[Records from a dataset]
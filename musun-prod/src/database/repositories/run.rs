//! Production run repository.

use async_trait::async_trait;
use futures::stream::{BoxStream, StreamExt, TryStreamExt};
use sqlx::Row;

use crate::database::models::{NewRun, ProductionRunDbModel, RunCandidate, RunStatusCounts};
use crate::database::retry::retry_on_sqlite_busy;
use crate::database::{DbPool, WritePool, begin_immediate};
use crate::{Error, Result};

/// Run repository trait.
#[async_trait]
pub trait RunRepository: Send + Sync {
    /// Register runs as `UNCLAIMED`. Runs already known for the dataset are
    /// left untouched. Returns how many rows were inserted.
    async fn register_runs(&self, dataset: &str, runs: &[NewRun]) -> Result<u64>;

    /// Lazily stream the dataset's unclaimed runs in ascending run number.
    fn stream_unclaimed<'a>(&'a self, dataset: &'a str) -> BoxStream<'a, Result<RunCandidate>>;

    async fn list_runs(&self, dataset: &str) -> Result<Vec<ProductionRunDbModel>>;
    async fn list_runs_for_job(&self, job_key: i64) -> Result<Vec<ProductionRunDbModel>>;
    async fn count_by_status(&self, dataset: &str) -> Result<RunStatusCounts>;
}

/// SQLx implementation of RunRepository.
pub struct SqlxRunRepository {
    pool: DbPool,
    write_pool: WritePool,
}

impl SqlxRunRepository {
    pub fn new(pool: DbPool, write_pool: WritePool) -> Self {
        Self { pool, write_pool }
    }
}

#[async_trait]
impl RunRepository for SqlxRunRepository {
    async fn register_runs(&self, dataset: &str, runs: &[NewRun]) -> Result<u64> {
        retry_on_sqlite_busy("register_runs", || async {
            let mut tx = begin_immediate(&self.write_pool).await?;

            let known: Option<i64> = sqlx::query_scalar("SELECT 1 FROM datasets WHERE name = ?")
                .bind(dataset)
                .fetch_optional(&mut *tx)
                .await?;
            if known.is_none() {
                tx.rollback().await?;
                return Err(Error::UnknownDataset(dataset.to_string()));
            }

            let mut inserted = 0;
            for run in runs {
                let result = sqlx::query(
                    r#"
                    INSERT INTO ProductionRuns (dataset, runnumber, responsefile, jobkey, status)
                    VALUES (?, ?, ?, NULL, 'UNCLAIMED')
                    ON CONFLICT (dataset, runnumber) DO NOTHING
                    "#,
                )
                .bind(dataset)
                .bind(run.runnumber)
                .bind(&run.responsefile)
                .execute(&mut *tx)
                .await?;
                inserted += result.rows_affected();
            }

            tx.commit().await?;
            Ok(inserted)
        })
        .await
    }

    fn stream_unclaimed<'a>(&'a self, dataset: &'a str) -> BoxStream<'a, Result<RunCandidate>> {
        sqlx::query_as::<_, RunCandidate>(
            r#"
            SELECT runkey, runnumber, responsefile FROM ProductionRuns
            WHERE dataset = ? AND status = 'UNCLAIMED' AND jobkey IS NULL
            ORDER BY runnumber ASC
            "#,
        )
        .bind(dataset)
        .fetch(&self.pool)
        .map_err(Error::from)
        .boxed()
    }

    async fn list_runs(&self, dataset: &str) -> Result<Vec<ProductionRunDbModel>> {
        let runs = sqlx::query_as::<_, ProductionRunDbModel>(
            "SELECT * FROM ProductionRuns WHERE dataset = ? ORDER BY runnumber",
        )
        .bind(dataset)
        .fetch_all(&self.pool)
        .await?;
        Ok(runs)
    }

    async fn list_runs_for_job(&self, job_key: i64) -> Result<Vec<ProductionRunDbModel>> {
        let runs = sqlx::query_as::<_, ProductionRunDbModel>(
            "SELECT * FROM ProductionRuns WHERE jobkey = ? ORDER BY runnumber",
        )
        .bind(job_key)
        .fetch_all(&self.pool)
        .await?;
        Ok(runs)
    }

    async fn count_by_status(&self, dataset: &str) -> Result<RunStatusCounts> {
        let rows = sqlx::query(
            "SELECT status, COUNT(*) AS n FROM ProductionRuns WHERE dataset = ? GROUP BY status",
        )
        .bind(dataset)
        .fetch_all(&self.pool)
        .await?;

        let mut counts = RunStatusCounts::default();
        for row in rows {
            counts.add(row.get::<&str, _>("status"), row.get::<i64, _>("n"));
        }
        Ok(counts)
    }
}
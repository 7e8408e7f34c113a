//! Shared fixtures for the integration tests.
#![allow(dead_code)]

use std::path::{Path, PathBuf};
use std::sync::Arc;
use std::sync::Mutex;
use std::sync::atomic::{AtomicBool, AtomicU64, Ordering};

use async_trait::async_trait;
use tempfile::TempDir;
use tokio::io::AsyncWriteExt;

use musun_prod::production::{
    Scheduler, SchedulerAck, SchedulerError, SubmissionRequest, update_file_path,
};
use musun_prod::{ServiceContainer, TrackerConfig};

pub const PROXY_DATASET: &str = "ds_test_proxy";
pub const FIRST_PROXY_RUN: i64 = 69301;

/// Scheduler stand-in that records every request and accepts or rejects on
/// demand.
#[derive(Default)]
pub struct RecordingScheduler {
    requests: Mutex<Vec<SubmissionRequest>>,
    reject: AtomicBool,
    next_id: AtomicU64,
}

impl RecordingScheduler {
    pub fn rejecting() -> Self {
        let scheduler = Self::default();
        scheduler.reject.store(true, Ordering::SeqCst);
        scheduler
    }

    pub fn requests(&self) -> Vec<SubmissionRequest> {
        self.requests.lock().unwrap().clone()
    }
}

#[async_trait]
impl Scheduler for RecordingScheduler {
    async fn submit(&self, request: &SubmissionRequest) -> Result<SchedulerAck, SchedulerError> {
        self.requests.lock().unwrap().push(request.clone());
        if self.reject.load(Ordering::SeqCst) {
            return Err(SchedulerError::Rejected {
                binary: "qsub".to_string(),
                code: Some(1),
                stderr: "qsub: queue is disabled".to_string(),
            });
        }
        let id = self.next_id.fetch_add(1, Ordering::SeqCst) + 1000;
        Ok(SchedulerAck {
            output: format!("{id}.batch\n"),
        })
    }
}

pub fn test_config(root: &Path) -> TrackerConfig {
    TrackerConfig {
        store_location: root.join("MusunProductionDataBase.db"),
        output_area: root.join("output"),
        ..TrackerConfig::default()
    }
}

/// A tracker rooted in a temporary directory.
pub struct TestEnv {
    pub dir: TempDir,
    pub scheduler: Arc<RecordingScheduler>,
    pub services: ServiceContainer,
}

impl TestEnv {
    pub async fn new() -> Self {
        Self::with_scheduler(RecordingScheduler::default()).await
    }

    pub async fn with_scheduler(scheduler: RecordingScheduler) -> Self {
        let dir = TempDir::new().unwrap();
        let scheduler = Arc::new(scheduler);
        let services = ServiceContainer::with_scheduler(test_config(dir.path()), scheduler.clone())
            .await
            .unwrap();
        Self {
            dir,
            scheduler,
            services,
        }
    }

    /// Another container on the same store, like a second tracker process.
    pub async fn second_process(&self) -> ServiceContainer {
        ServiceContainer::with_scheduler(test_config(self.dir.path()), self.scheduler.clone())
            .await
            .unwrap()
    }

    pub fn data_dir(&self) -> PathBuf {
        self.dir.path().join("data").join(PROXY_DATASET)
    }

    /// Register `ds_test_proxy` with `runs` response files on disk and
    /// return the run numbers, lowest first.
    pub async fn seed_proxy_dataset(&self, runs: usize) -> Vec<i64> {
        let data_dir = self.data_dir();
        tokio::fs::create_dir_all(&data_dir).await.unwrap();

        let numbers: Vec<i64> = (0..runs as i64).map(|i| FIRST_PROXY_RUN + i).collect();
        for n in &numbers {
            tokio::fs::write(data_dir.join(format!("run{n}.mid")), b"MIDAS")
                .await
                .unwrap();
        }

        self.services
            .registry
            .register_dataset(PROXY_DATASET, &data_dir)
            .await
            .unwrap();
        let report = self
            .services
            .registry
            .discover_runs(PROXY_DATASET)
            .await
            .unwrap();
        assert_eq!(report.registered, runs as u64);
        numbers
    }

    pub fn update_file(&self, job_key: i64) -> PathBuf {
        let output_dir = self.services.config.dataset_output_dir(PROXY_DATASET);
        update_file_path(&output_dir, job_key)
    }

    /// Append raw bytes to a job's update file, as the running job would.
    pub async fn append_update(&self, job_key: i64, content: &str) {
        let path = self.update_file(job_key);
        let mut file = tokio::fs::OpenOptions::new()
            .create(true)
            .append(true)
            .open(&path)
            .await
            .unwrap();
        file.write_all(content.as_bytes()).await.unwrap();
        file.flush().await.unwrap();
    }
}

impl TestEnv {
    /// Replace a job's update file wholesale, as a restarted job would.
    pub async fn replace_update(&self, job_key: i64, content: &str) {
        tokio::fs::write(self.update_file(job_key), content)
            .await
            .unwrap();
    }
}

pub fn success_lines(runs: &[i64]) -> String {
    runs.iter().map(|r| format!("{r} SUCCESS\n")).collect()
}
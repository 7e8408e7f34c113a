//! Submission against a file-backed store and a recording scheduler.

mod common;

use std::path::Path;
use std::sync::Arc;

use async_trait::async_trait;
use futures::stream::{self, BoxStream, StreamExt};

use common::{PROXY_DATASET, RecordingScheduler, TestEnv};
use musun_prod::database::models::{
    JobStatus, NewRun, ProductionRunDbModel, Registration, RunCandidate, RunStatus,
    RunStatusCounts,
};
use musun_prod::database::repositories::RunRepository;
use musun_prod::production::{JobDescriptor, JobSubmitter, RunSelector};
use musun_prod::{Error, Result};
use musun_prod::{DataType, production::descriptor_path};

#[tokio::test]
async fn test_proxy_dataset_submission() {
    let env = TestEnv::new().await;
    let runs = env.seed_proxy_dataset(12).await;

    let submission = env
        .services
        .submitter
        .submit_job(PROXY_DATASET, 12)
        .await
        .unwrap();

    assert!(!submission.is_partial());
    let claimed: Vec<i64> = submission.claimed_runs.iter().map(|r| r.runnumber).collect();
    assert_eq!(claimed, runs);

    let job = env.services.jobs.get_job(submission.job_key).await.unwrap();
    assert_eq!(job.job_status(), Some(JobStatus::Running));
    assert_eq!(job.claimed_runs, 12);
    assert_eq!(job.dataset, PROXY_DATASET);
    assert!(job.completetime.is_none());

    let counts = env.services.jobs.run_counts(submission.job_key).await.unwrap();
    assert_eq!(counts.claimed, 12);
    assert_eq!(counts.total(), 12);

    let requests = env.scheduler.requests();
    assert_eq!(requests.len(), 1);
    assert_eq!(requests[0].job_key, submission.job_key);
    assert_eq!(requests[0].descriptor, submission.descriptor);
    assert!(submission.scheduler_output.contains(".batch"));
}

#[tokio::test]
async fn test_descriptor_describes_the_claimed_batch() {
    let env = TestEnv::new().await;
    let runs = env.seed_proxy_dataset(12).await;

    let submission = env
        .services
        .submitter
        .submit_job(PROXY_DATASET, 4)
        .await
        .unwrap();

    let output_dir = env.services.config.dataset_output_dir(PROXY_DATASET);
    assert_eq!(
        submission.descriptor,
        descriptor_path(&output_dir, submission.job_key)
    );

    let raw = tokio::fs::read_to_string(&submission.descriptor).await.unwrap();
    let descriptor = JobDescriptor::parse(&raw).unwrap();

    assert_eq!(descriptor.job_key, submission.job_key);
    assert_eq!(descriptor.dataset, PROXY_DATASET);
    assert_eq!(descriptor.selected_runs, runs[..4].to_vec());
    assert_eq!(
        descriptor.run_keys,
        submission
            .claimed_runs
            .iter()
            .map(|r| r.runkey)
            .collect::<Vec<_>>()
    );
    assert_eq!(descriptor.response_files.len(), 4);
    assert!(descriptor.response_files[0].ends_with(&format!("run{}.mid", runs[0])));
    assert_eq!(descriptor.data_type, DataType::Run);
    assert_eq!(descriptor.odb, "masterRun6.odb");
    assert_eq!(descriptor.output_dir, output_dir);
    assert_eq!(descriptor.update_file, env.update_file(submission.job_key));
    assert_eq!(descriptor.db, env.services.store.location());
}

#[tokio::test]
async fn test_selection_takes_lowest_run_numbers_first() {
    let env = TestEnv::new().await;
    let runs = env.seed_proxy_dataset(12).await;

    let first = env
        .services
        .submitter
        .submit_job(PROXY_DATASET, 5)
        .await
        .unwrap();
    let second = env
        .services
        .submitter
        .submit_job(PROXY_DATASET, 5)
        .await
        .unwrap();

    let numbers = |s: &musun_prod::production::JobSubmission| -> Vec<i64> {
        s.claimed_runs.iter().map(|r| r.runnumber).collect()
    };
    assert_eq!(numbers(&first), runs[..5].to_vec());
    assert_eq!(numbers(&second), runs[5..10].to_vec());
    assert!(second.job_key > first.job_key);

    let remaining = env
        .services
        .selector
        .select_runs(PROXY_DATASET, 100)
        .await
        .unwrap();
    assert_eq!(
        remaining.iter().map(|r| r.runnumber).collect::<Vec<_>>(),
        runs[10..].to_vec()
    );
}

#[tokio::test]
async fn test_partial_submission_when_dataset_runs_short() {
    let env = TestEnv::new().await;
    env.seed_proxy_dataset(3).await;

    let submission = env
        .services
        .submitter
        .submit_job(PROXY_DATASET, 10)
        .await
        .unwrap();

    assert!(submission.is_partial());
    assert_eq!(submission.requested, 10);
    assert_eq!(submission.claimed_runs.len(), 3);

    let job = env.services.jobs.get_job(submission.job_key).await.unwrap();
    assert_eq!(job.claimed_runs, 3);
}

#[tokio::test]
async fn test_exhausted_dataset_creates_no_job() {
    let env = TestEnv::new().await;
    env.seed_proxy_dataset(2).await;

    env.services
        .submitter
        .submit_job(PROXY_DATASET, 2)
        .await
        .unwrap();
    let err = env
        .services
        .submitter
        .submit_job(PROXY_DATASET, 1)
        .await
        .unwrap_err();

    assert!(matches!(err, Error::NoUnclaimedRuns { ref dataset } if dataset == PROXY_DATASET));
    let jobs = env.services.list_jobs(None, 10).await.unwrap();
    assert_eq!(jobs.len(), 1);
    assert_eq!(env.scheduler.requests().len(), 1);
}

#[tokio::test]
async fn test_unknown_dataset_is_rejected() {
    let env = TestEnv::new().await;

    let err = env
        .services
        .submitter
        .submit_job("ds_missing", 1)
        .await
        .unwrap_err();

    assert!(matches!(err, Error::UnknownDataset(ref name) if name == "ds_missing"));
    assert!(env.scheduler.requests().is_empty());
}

...

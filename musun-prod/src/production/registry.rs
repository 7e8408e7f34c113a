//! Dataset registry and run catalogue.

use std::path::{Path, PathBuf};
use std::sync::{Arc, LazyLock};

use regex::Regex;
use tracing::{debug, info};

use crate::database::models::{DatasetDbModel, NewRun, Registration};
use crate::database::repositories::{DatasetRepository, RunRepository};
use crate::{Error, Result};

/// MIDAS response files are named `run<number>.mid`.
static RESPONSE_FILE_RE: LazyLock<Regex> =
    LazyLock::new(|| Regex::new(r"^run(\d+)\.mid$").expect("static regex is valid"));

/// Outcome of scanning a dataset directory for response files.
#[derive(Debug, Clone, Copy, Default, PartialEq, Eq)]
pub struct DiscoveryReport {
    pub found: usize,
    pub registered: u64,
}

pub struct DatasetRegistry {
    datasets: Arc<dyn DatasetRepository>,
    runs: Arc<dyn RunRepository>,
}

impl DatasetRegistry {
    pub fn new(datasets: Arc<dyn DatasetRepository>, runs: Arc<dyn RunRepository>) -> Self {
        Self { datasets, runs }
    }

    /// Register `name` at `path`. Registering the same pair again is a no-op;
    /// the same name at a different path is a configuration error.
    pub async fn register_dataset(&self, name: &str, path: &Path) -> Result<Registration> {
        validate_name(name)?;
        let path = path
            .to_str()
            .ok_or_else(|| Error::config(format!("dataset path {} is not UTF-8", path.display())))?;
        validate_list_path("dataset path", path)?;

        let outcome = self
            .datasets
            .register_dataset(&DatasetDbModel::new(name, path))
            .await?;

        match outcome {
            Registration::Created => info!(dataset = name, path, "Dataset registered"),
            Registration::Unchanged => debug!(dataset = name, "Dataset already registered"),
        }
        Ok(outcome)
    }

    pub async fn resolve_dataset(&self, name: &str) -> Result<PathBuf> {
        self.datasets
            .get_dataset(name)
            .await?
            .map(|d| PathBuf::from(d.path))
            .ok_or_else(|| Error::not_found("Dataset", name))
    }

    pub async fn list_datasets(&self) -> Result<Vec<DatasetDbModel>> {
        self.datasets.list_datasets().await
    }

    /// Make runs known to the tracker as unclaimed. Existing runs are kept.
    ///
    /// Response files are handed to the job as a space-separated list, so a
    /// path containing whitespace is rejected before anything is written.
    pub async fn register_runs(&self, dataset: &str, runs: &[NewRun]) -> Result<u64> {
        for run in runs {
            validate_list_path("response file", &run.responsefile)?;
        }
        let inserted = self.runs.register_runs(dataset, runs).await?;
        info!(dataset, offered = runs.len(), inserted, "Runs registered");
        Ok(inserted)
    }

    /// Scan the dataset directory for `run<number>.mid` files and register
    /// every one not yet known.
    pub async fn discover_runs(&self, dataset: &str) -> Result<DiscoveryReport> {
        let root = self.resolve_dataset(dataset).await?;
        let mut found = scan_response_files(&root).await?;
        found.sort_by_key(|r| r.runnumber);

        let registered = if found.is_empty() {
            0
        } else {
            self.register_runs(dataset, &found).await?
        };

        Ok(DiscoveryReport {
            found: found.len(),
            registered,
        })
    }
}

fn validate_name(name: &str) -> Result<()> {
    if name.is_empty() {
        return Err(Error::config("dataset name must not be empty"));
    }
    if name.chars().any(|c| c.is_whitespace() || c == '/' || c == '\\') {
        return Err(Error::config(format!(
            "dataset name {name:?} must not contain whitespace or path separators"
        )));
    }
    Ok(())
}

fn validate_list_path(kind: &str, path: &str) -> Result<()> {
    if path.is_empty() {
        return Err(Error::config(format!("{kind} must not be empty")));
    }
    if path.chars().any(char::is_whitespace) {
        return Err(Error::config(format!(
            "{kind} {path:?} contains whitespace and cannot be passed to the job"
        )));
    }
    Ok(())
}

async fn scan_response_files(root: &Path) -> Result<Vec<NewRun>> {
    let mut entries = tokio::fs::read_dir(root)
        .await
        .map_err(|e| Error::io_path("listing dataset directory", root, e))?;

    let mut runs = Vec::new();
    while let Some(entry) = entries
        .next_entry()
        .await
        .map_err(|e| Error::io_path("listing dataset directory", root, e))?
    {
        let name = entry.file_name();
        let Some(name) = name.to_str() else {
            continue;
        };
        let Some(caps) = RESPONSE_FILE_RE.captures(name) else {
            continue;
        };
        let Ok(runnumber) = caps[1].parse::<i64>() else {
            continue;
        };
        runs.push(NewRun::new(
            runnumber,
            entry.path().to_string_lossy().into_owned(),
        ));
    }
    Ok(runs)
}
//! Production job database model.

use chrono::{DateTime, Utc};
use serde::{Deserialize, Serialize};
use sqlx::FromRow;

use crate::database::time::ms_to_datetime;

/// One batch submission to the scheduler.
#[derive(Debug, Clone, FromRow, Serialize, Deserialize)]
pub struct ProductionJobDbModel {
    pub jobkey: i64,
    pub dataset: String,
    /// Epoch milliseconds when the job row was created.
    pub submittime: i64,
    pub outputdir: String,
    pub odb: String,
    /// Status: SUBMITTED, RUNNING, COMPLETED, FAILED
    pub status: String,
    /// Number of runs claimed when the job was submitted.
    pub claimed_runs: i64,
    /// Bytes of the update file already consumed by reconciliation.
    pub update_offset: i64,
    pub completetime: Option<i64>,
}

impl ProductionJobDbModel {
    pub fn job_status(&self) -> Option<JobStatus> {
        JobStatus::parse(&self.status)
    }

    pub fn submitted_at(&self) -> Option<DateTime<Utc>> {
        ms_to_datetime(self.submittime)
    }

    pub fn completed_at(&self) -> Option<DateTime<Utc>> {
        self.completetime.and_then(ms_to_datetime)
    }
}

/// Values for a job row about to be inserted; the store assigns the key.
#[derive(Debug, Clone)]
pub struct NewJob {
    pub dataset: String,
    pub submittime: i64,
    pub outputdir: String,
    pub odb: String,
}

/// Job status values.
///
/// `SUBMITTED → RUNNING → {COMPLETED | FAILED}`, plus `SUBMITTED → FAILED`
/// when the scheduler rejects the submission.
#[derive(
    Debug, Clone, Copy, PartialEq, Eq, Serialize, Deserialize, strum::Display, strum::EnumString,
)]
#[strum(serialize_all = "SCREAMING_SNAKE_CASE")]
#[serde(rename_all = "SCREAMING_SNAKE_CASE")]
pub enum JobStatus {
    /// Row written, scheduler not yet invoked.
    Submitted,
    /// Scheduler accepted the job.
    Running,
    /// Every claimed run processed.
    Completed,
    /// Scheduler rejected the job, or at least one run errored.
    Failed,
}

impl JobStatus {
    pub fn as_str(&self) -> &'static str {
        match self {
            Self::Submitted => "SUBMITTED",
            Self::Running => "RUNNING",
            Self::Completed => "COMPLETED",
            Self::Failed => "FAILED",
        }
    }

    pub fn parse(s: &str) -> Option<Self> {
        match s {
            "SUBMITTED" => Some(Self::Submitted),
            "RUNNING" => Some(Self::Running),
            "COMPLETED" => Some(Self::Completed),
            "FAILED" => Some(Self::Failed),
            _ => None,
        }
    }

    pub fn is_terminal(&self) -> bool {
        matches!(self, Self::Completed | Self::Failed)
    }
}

=== Goal of the exercise ===
Starting at the line above that holds "filename musun-prod/src/database/repositories/run.rs" and ending at the line that holds "ascending run number.", transcribe each line exactly and include no other lines.

=== Solution for this task ===
filename musun-prod/src/database/repositories/run.rs
//! Production run repository.

use async_trait::async_trait;
use futures::stream::{BoxStream, StreamExt, TryStreamExt};
use sqlx::Row;

use crate::database::models::{NewRun, ProductionRunDbModel, RunCandidate, RunStatusCounts};
use crate::database::retry::retry_on_sqlite_busy;
use crate::database::{DbPool, WritePool, begin_immediate};
use crate::{Error, Result};

/// Run repository trait.
#[async_trait]
pub trait RunRepository: Send + Sync {
    /// Register runs as `UNCLAIMED`. Runs already known for the dataset are
    /// left untouched. Returns how many rows were inserted.
    async fn register_runs(&self, dataset: &str, runs: &[NewRun]) -> Result<u64>;

    /// Lazily stream the dataset's unclaimed runs in ascending run number.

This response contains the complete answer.